TASK TO CARRY OUT
Please find every line of the listing below where "filename" occurs and copy it.

THE RECORDS
::::

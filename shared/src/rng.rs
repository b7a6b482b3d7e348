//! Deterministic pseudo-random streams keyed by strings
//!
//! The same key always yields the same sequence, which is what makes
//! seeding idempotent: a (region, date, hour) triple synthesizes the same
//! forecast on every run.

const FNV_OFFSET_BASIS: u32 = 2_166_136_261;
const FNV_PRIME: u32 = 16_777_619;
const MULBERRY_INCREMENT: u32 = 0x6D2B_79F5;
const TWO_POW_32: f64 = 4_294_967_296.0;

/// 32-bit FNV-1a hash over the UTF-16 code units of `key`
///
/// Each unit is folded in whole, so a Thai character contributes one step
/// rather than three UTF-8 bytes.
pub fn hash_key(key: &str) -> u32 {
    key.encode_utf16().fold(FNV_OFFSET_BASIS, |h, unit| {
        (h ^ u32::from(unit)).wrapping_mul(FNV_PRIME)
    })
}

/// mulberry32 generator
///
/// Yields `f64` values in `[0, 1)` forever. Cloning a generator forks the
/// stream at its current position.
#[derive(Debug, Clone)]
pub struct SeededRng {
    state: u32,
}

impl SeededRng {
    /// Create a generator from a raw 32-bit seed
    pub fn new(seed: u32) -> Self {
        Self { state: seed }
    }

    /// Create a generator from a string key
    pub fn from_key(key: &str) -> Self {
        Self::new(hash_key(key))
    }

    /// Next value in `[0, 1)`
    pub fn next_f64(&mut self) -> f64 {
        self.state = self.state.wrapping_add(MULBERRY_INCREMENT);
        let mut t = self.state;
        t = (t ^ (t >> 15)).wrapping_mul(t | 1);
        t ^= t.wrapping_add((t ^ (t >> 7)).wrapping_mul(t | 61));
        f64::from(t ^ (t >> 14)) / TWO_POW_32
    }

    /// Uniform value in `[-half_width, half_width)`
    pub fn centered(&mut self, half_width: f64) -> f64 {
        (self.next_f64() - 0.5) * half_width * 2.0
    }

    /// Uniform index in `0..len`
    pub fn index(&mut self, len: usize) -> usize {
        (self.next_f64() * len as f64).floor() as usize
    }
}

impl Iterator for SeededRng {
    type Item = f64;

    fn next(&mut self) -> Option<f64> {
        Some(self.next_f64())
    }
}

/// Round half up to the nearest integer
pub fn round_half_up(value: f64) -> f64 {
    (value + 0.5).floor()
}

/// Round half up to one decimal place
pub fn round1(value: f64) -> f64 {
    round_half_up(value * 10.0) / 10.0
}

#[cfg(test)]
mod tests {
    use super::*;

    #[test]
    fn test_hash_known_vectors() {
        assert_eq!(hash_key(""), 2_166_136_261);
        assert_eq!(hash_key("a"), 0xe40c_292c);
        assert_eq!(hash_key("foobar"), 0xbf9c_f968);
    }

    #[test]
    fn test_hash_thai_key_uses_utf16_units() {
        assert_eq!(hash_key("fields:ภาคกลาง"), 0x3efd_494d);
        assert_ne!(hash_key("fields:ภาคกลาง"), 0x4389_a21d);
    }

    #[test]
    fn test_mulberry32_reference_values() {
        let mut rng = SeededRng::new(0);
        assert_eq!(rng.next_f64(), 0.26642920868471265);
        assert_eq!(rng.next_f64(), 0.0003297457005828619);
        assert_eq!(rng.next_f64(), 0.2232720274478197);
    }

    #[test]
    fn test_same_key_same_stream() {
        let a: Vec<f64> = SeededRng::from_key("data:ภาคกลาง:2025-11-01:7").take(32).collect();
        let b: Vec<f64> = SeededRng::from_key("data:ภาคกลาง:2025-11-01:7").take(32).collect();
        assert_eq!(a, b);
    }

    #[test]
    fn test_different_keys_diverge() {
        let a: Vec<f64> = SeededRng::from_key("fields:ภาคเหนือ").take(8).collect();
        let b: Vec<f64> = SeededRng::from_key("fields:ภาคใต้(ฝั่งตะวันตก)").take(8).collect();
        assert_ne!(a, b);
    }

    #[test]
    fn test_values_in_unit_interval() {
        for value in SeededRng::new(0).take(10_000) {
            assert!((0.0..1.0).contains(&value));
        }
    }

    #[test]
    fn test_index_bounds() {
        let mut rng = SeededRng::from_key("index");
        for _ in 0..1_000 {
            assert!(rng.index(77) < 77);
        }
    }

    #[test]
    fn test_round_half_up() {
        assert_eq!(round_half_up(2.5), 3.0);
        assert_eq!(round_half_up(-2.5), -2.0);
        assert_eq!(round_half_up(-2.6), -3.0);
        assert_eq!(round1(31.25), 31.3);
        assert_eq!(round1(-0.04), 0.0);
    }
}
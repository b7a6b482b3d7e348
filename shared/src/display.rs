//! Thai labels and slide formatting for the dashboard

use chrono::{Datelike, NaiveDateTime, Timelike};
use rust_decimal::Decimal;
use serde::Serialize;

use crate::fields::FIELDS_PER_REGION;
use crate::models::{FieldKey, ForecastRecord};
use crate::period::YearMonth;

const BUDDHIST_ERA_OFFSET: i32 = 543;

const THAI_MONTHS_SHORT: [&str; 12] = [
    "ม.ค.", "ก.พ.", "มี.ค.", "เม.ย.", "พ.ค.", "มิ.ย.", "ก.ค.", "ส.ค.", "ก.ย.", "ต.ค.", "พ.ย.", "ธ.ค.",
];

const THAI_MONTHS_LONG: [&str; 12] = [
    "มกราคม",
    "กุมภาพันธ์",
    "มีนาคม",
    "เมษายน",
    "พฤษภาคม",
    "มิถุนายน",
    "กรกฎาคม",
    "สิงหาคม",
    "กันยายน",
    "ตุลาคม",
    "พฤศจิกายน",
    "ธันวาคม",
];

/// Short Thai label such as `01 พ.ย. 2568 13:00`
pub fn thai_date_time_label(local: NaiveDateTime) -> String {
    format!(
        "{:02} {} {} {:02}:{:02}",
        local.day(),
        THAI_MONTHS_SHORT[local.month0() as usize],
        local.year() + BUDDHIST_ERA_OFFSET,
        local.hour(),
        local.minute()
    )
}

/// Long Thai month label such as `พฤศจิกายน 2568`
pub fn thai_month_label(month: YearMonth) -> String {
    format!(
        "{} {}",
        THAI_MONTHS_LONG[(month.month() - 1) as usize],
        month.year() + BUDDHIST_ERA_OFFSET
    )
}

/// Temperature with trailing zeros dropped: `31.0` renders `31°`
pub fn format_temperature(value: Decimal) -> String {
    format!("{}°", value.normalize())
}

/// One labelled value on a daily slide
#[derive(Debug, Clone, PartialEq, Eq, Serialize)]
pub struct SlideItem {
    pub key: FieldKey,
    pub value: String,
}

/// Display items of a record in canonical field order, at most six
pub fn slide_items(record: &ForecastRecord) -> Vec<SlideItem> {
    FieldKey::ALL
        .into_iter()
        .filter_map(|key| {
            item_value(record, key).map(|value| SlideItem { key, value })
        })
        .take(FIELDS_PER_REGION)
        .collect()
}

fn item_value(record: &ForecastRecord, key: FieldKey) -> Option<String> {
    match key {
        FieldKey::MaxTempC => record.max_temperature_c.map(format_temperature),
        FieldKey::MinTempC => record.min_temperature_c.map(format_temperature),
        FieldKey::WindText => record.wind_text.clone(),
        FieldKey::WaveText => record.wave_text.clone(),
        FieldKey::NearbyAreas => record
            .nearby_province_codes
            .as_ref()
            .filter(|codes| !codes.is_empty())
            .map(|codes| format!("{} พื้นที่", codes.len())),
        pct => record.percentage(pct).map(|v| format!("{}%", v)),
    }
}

::::

ANSWER SECTION
filename shared/src/rng.rs
filename shared/src/display.rs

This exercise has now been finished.